╭─ Input

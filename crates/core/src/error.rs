//! Error taxonomy shared by the client and the controllers.
//!
//! [`RemoteError`] is what a remote call can fail with; [`ErrorKind`]
//! classifies it for the retry policy. [`CoreError`] adds the failures that
//! never reach the network (local validation, malformed periods).

/// How a failure should be treated by callers.
#[derive(Debug, Clone, Copy, PartialEq, Eq)]
pub enum ErrorKind {
    /// Rejected locally before any request was sent. Never retried.
    Validation,
    /// A retry may succeed (network blip, 5xx, throttling).
    Transient,
    /// Conflict, permission denial, not-found. Never retried.
    Terminal,
}

/// Failure of a call against the remote business API.
#[derive(Debug, Clone, PartialEq, Eq, thiserror::Error)]
pub enum RemoteError {
    /// The request never produced an HTTP response (DNS, TLS, timeout, reset).
    #[error("Network error: {0}")]
    Transport(String),

    /// The server answered with a non-2xx status.
    #[error("Remote error ({status}): {}", .message.as_deref().unwrap_or("<no message>"))]
    Status {
        /// HTTP status code.
        status: u16,
        /// Human-readable message from the response body, if any.
        message: Option<String>,
        /// Machine-readable error code from the response body, if any.
        code: Option<String>,
    },
}

impl RemoteError {
    /// Build a status error without a body.
    pub fn status(status: u16) -> Self {
        Self::Status {
            status,
            message: None,
            code: None,
        }
    }

    /// Build a status error carrying the server's message.
    pub fn with_message(status: u16, message: impl Into<String>) -> Self {
        Self::Status {
            status,
            message: Some(message.into()),
            code: None,
        }
    }

    /// Classify the failure for the retry policy.
    pub fn kind(&self) -> ErrorKind {
        match self {
            Self::Transport(_) => ErrorKind::Transient,
            Self::Status { status, .. } => match status {
                408 | 429 => ErrorKind::Transient,
                s if *s >= 500 => ErrorKind::Transient,
                400 | 422 => ErrorKind::Validation,
                _ => ErrorKind::Terminal,
            },
        }
    }

    /// Whether the retry policy may re-issue the call.
    pub fn is_transient(&self) -> bool {
        self.kind() == ErrorKind::Transient
    }

    /// Message suitable for showing inline next to the affected row or section.
    ///
    /// Prefers the server's own message and falls back to generic copy keyed
    /// by status code.
    pub fn user_message(&self) -> String {
        match self {
            Self::Transport(_) => {
                "Unable to reach the server. Check your connection and try again.".to_string()
            }
            Self::Status {
                message: Some(msg), ..
            } if !msg.trim().is_empty() => msg.clone(),
            Self::Status { status, .. } => generic_status_message(*status).to_string(),
        }
    }
}

/// Generic copy for a status code when the server supplies no message.
pub fn generic_status_message(status: u16) -> &'static str {
    match status {
        400 | 422 => "The request contains invalid data.",
        401 => "Your session has expired. Please sign in again.",
        403 => "You do not have permission to perform this action.",
        404 => "The requested resource was not found.",
        408 => "The server took too long to respond. Please try again.",
        409 => "A record with the same key already exists.",
        429 => "Too many requests. Please wait a moment and try again.",
        s if s >= 500 => "The server encountered an error. Please try again later.",
        _ => "An unexpected error occurred.",
    }
}

/// Errors raised by core operations.
#[derive(Debug, Clone, PartialEq, Eq, thiserror::Error)]
pub enum CoreError {
    #[error("Validation failed: {0}")]
    Validation(String),

    #[error("Invalid period: {0}")]
    InvalidPeriod(String),

    #[error(transparent)]
    Remote(#[from] RemoteError),
}

impl CoreError {
    pub fn kind(&self) -> ErrorKind {
        match self {
            Self::Validation(_) | Self::InvalidPeriod(_) => ErrorKind::Validation,
            Self::Remote(e) => e.kind(),
        }
    }

    /// Inline message for the view.
    pub fn user_message(&self) -> String {
        match self {
            Self::Validation(msg) | Self::InvalidPeriod(msg) => msg.clone(),
            Self::Remote(e) => e.user_message(),
        }
    }
}

impl From<validator::ValidationErrors> for CoreError {
    fn from(errors: validator::ValidationErrors) -> Self {
        Self::Validation(errors.to_string())
    }
}

#[cfg(test)]
mod tests {
    use super::*;

    #[test]
    fn transport_errors_are_transient() {
        assert_eq!(
            RemoteError::Transport("connection reset".into()).kind(),
            ErrorKind::Transient
        );
    }

    #[test]
    fn server_errors_are_transient() {
        assert!(RemoteError::status(500).is_transient());
        assert!(RemoteError::status(503).is_transient());
        assert!(RemoteError::status(429).is_transient());
    }

    #[test]
    fn conflicts_and_denials_are_terminal() {
        assert_eq!(RemoteError::status(409).kind(), ErrorKind::Terminal);
        assert_eq!(RemoteError::status(403).kind(), ErrorKind::Terminal);
        assert_eq!(RemoteError::status(404).kind(), ErrorKind::Terminal);
    }

    #[test]
    fn bad_request_is_validation() {
        assert_eq!(RemoteError::status(422).kind(), ErrorKind::Validation);
    }

    #[test]
    fn server_message_wins_over_generic_copy() {
        let err = RemoteError::with_message(409, "Username already taken");
        assert_eq!(err.user_message(), "Username already taken");
    }

    #[test]
    fn blank_server_message_falls_back_to_generic() {
        let err = RemoteError::with_message(404, "   ");
        assert_eq!(err.user_message(), "The requested resource was not found.");
    }

    #[test]
    fn unknown_status_uses_catch_all() {
        assert_eq!(
            RemoteError::status(418).user_message(),
            "An unexpected error occurred."
        );
    }

    #[test]
    fn core_error_wraps_remote_message() {
        let err: CoreError = RemoteError::status(403).into();
        assert_eq!(
            err.user_message(),
            "You do not have permission to perform this action."
        );
        assert_eq!(err.kind(), ErrorKind::Terminal);
    }
}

╰─

**What is needed**
If a line of the records includes the string "retried", copy it out.

**Result of this exercise**
    /// Rejected locally before any request was sent. Never retried.
    /// Conflict, permission denial, not-found. Never retried.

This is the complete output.